» **Available data**:
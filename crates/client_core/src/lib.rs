use async_trait::async_trait;
use reqwest::{Client, RequestBuilder};
use serde::de::DeserializeOwned;
use shared::domain::{PersonRecord, RecordId};
use tracing::debug;
use url::Url;

pub mod config;
pub mod error;
pub mod form;
pub mod notification;
pub mod session;
pub mod state;
pub mod store;

pub use config::{ClientSettings, ConfigError};
pub use error::{ClientError, RecordOpKind, RequestFailure, ValidationError};
pub use form::{FormController, FormMode, SaveRequest};
pub use notification::{Notifier, Severity, Toast};
pub use session::{RecordsSession, SessionError};
pub use state::{perform, AppState, RecordOp, RecordOutcome};
pub use store::RecordStore;

/// The four calls the client makes against the collection endpoint.
#[async_trait]
pub trait RecordsApi: Send + Sync {
    async fn list(&self) -> Result<Vec<PersonRecord>, ClientError>;
    /// POSTs the record with its client-generated id and returns the stored echo.
    async fn create(&self, record: &PersonRecord) -> Result<PersonRecord, ClientError>;
    async fn update(
        &self,
        id: &RecordId,
        record: &PersonRecord,
    ) -> Result<PersonRecord, ClientError>;
    async fn remove(&self, id: &RecordId) -> Result<(), ClientError>;
}

#[derive(Debug, Clone)]
pub struct HttpRecordsClient {
    http: Client,
    collection_url: Url,
}

impl HttpRecordsClient {
    pub fn new(collection_url: Url) -> Self {
        Self {
            http: Client::new(),
            collection_url,
        }
    }

    pub fn from_settings(settings: &ClientSettings) -> Result<Self, ConfigError> {
        Ok(Self::new(settings.collection_url()?))
    }

    pub fn collection_url(&self) -> &Url {
        &self.collection_url
    }

    fn record_url(&self, id: &RecordId) -> Url {
        let mut url = self.collection_url.clone();
        if let Ok(mut segments) = url.path_segments_mut() {
            segments.pop_if_empty().push(id.as_str());
        }
        url
    }
}

async fn send_json<T: DeserializeOwned>(request: RequestBuilder) -> Result<T, RequestFailure> {
    let response = request.send().await?.error_for_status()?;
    Ok(response.json::<T>().await?)
}

async fn send_empty(request: RequestBuilder) -> Result<(), RequestFailure> {
    request.send().await?.error_for_status()?;
    Ok(())
}

#[async_trait]
impl RecordsApi for HttpRecordsClient {
    async fn list(&self) -> Result<Vec<PersonRecord>, ClientError> {
        debug!(url = %self.collection_url, "GET records");
        send_json(self.http.get(self.collection_url.clone()))
            .await
            .map_err(ClientError::Fetch)
    }

    async fn create(&self, record: &PersonRecord) -> Result<PersonRecord, ClientError> {
        debug!(id = %record.id, "POST record");
        send_json(self.http.post(self.collection_url.clone()).json(record))
            .await
            .map_err(ClientError::Create)
    }

    async fn update(
        &self,
        id: &RecordId,
        record: &PersonRecord,
    ) -> Result<PersonRecord, ClientError> {
        debug!(%id, "PUT record");
        send_json(self.http.put(self.record_url(id)).json(record))
            .await
            .map_err(ClientError::Update)
    }

    async fn remove(&self, id: &RecordId) -> Result<(), ClientError> {
        debug!(%id, "DELETE record");
        send_empty(self.http.delete(self.record_url(id)))
            .await
            .map_err(ClientError::Delete)
    }
}

#[cfg(test)]
#[path = "tests/lib_tests.rs"]
mod tests;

» **The problem**:
Print out the entire listing above without any change.

» **Written response**:
filename crates/client_core/src/lib.rs
use async_trait::async_trait;
use reqwest::{Client, RequestBuilder};
use serde::de::DeserializeOwned;
use shared::domain::{PersonRecord, RecordId};
use tracing::debug;
use url::Url;

pub mod config;
pub mod error;
pub mod form;
pub mod notification;
pub mod session;
pub mod state;
pub mod store;

pub use config::{ClientSettings, ConfigError};
pub use error::{ClientError, RecordOpKind, RequestFailure, ValidationError};
pub use form::{FormController, FormMode, SaveRequest};
pub use notification::{Notifier, Severity, Toast};
pub use session::{RecordsSession, SessionError};
pub use state::{perform, AppState, RecordOp, RecordOutcome};
pub use store::RecordStore;

/// The four calls the client makes against the collection endpoint.
#[async_trait]
pub trait RecordsApi: Send + Sync {
    async fn list(&self) -> Result<Vec<PersonRecord>, ClientError>;
    /// POSTs the record with its client-generated id and returns the stored echo.
    async fn create(&self, record: &PersonRecord) -> Result<PersonRecord, ClientError>;
    async fn update(
        &self,
        id: &RecordId,
        record: &PersonRecord,
    ) -> Result<PersonRecord, ClientError>;
    async fn remove(&self, id: &RecordId) -> Result<(), ClientError>;
}

#[derive(Debug, Clone)]
pub struct HttpRecordsClient {
    http: Client,
    collection_url: Url,
}

impl HttpRecordsClient {
    pub fn new(collection_url: Url) -> Self {
        Self {
            http: Client::new(),
            collection_url,
        }
    }

    pub fn from_settings(settings: &ClientSettings) -> Result<Self, ConfigError> {
        Ok(Self::new(settings.collection_url()?))
    }

    pub fn collection_url(&self) -> &Url {
        &self.collection_url
    }

    fn record_url(&self, id: &RecordId) -> Url {
        let mut url = self.collection_url.clone();
        if let Ok(mut segments) = url.path_segments_mut() {
            segments.pop_if_empty().push(id.as_str());
        }
        url
    }
}

async fn send_json<T: DeserializeOwned>(request: RequestBuilder) -> Result<T, RequestFailure> {
    let response = request.send().await?.error_for_status()?;
    Ok(response.json::<T>().await?)
}

async fn send_empty(request: RequestBuilder) -> Result<(), RequestFailure> {
    request.send().await?.error_for_status()?;
    Ok(())
}

#[async_trait]
impl RecordsApi for HttpRecordsClient {
    async fn list(&self) -> Result<Vec<PersonRecord>, ClientError> {
        debug!(url = %self.collection_url, "GET records");
        send_json(self.http.get(self.collection_url.clone()))
            .await
            .map_err(ClientError::Fetch)
    }

    async fn create(&self, record: &PersonRecord) -> Result<PersonRecord, ClientError> {
        debug!(id = %record.id, "POST record");
        send_json(self.http.post(self.collection_url.clone()).json(record))
            .await
            .map_err(ClientError::Create)
    }

    async fn update(
        &self,
        id: &RecordId,
        record: &PersonRecord,
    ) -> Result<PersonRecord, ClientError> {
        debug!(%id, "PUT record");
        send_json(self.http.put(self.record_url(id)).json(record))
            .await
            .map_err(ClientError::Update)
    }

    async fn remove(&self, id: &RecordId) -> Result<(), ClientError> {
        debug!(%id, "DELETE record");
        send_empty(self.http.delete(self.record_url(id)))
            .await
            .map_err(ClientError::Delete)
    }
}

#[cfg(test)]
#[path = "tests/lib_tests.rs"]
mod tests;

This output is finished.